WORK TO COMPLETE: Line by line, transcribe all of the entries exactly.

[Dataset entries]
* * *
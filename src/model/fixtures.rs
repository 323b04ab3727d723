// SPDX-FileCopyrightText: 2026 Bruno Meilick
// SPDX-License-Identifier: LicenseRef-Zonepick-FreeUse-NoCopy-NoDerivatives
//
// All rights reserved.
//
// This file is part of Zonepick and is proprietary software.
// Unauthorized copying, modification, or distribution is prohibited.

//! Small hand-checked site used across unit tests.
//!
//! Zone `Q` puts aisle `a` at columns `3a` (odd bays) and `3a + 2` (even bays); bays 1-2 sit on
//! row 0, 3-4 on row 1 and so on.

use super::event::{EventLog, TimestampEvent};
use super::grid::FloorGrid;
use super::ids::{ShipmentId, Zone};
use super::location::{Location, LocationTable};
use crate::format::parse_floor_plan;
use crate::layout::{AisleRule, Band, Banding, ColumnRule, ZoneRule, ZoneTable};
use crate::store::{Dataset, FloorData};

pub(crate) const NORTH_PLAN: &str = "\
# . # # . #
# . # # . #
# . # . . .
";

pub(crate) fn zone(name: &str) -> Zone {
    Zone::new(name).expect("zone")
}

pub(crate) fn ids(values: &[u64]) -> Vec<ShipmentId> {
    values.iter().copied().map(ShipmentId::new).collect()
}

pub(crate) fn grid(plan: &str) -> FloorGrid {
    parse_floor_plan(plan).expect("floor plan")
}

pub(crate) fn q_zones() -> ZoneTable {
    ZoneTable::new(vec![ZoneRule {
        zone: zone("Q"),
        aisles: vec![AisleRule {
            from: 0,
            to: None,
            column: ColumnRule::linear(3, 1),
            banding: Banding::new([Band::rest(-1)]),
        }],
    }])
}

pub(crate) fn locations(rows: &[(u64, &str, u32, u32)]) -> LocationTable {
    rows.iter()
        .map(|&(id, name, aisle, bay)| (ShipmentId::new(id), Location::new(zone(name), aisle, bay)))
        .collect()
}

/// Floor `N1` locations:
/// 1 and 2 share (0,0), 3 sits at (2,0), 4 at (3,1), 5 on the floor tile (5,2),
/// 6 has an unknown zone and 7 resolves below the grid.
pub(crate) fn north_locations() -> LocationTable {
    locations(&[
        (1, "Q", 0, 1),
        (2, "Q", 0, 1),
        (3, "Q", 0, 2),
        (4, "Q", 1, 3),
        (5, "Q", 1, 6),
        (6, "Z", 0, 1),
        (7, "Q", 0, 9),
    ])
}

fn event(timestamp: &str, ppid: i64, pending: &[u64], batched: &[u64]) -> TimestampEvent {
    TimestampEvent {
        timestamp: timestamp.to_owned(),
        ppid,
        pending: ids(pending),
        batched: ids(batched),
    }
}

pub(crate) fn site_events() -> EventLog {
    EventLog::from_events([
        event("t1", 1, &[1, 2, 3], &[]),
        event("t2", 2, &[1], &[3, 4]),
        event("t3", 3, &[], &[1]),
        event("t4", 4, &[5, 6, 7, 99, 10], &[10]),
    ])
}

/// Two floors (`N1`, then `N2` with a single lot at (0,0) for shipment 10) sharing zone `Q`.
pub(crate) fn site() -> Dataset {
    let north = FloorData::new("N1", grid(NORTH_PLAN), north_locations());
    let south = FloorData::new("N2", grid("# .\n. .\n"), locations(&[(10, "Q", 0, 1)]));
    Dataset::new(vec![north, south], q_zones(), site_events()).expect("dataset")
}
* * *
RESPONSE:
filename src/model/fixtures.rs
repository 323b04ab3727d723
// SPDX-FileCopyrightText: 2026 Bruno Meilick
// SPDX-License-Identifier: LicenseRef-Zonepick-FreeUse-NoCopy-NoDerivatives
//
// All rights reserved.
//
// This file is part of Zonepick and is proprietary software.
// Unauthorized copying, modification, or distribution is prohibited.

//! Small hand-checked site used across unit tests.
//!
//! Zone `Q` puts aisle `a` at columns `3a` (odd bays) and `3a + 2` (even bays); bays 1-2 sit on
//! row 0, 3-4 on row 1 and so on.

use super::event::{EventLog, TimestampEvent};
use super::grid::FloorGrid;
use super::ids::{ShipmentId, Zone};
use super::location::{Location, LocationTable};
use crate::format::parse_floor_plan;
use crate::layout::{AisleRule, Band, Banding, ColumnRule, ZoneRule, ZoneTable};
use crate::store::{Dataset, FloorData};

pub(crate) const NORTH_PLAN: &str = "\
# . # # . #
# . # # . #
# . # . . .
";

pub(crate) fn zone(name: &str) -> Zone {
    Zone::new(name).expect("zone")
}

pub(crate) fn ids(values: &[u64]) -> Vec<ShipmentId> {
    values.iter().copied().map(ShipmentId::new).collect()
}

pub(crate) fn grid(plan: &str) -> FloorGrid {
    parse_floor_plan(plan).expect("floor plan")
}

pub(crate) fn q_zones() -> ZoneTable {
    ZoneTable::new(vec![ZoneRule {
        zone: zone("Q"),
        aisles: vec![AisleRule {
            from: 0,
            to: None,
            column: ColumnRule::linear(3, 1),
            banding: Banding::new([Band::rest(-1)]),
        }],
    }])
}

pub(crate) fn locations(rows: &[(u64, &str, u32, u32)]) -> LocationTable {
    rows.iter()
        .map(|&(id, name, aisle, bay)| (ShipmentId::new(id), Location::new(zone(name), aisle, bay)))
        .collect()
}

/// Floor `N1` locations:
/// 1 and 2 share (0,0), 3 sits at (2,0), 4 at (3,1), 5 on the floor tile (5,2),
/// 6 has an unknown zone and 7 resolves below the grid.
pub(crate) fn north_locations() -> LocationTable {
    locations(&[
        (1, "Q", 0, 1),
        (2, "Q", 0, 1),
        (3, "Q", 0, 2),
        (4, "Q", 1, 3),
        (5, "Q", 1, 6),
        (6, "Z", 0, 1),
        (7, "Q", 0, 9),
    ])
}

fn event(timestamp: &str, ppid: i64, pending: &[u64], batched: &[u64]) -> TimestampEvent {
    TimestampEvent {
        timestamp: timestamp.to_owned(),
        ppid,
        pending: ids(pending),
        batched: ids(batched),
    }
}

pub(crate) fn site_events() -> EventLog {
    EventLog::from_events([
        event("t1", 1, &[1, 2, 3], &[]),
        event("t2", 2, &[1], &[3, 4]),
        event("t3", 3, &[], &[1]),
        event("t4", 4, &[5, 6, 7, 99, 10], &[10]),
    ])
}

/// Two floors (`N1`, then `N2` with a single lot at (0,0) for shipment 10) sharing zone `Q`.
pub(crate) fn site() -> Dataset {
    let north = FloorData::new("N1", grid(NORTH_PLAN), north_locations());
    let south = FloorData::new("N2", grid("# .\n. .\n"), locations(&[(10, "Q", 0, 1)]));
    Dataset::new(vec![north, south], q_zones(), site_events()).expect("dataset")
}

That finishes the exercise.